DIRECTIONS —
Pick each line containing "converged" out of the records.

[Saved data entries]
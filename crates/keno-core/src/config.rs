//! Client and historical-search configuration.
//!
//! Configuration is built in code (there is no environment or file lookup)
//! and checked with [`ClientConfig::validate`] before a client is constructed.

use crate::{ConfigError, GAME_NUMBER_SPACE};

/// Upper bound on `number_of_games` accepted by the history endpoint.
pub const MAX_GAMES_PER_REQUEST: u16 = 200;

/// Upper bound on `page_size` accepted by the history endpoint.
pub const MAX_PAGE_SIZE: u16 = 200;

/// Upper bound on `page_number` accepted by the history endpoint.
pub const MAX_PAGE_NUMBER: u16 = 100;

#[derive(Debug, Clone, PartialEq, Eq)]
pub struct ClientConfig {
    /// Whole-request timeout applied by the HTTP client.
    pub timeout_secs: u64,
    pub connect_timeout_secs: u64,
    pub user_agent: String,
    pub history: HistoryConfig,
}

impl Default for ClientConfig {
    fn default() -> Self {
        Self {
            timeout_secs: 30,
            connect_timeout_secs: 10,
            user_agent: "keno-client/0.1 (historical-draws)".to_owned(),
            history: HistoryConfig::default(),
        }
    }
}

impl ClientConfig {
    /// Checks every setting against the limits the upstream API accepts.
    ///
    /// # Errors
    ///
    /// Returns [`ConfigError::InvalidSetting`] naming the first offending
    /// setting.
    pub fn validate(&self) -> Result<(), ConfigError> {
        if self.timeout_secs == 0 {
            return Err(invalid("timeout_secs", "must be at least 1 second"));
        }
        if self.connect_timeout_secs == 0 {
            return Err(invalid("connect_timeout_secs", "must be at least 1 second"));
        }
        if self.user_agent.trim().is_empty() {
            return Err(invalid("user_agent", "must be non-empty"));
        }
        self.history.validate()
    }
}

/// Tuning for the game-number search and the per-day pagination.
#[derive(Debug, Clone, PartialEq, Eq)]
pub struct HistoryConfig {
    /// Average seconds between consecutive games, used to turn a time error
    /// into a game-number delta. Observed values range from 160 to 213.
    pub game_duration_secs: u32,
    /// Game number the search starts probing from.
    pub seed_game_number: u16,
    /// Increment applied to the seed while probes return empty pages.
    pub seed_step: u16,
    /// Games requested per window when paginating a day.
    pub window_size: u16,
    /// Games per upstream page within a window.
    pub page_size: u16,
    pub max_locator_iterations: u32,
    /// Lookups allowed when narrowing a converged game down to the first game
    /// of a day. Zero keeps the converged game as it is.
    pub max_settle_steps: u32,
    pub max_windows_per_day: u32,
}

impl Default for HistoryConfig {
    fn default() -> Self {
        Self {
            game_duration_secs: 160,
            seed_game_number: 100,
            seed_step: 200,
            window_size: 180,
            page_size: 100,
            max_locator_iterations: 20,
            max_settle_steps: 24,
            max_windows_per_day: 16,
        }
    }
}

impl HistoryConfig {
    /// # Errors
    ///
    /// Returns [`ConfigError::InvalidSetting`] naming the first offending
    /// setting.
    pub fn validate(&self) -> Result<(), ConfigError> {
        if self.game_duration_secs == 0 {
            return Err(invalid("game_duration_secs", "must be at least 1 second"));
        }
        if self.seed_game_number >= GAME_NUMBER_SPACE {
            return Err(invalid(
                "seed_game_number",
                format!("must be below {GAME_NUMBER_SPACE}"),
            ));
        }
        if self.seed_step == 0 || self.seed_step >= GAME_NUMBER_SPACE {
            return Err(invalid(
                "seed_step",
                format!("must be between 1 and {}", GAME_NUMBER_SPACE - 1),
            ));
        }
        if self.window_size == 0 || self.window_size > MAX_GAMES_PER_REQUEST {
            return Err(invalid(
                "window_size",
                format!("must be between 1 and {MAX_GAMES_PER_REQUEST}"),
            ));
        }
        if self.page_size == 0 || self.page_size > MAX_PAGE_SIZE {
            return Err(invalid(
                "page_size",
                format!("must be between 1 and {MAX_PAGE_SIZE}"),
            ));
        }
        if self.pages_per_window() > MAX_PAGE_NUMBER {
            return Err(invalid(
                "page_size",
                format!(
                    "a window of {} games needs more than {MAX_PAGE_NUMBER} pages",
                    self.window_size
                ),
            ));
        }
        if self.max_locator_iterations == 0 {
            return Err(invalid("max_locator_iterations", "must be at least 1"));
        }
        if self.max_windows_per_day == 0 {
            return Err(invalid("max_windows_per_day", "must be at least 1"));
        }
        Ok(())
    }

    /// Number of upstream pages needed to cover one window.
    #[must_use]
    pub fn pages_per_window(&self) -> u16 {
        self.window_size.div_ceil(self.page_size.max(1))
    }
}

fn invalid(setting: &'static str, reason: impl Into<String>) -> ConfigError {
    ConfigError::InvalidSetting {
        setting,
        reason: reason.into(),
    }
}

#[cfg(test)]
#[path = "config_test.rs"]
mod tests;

WRITTEN ANSWER —
    /// Lookups allowed when narrowing a converged game down to the first game
    /// of a day. Zero keeps the converged game as it is.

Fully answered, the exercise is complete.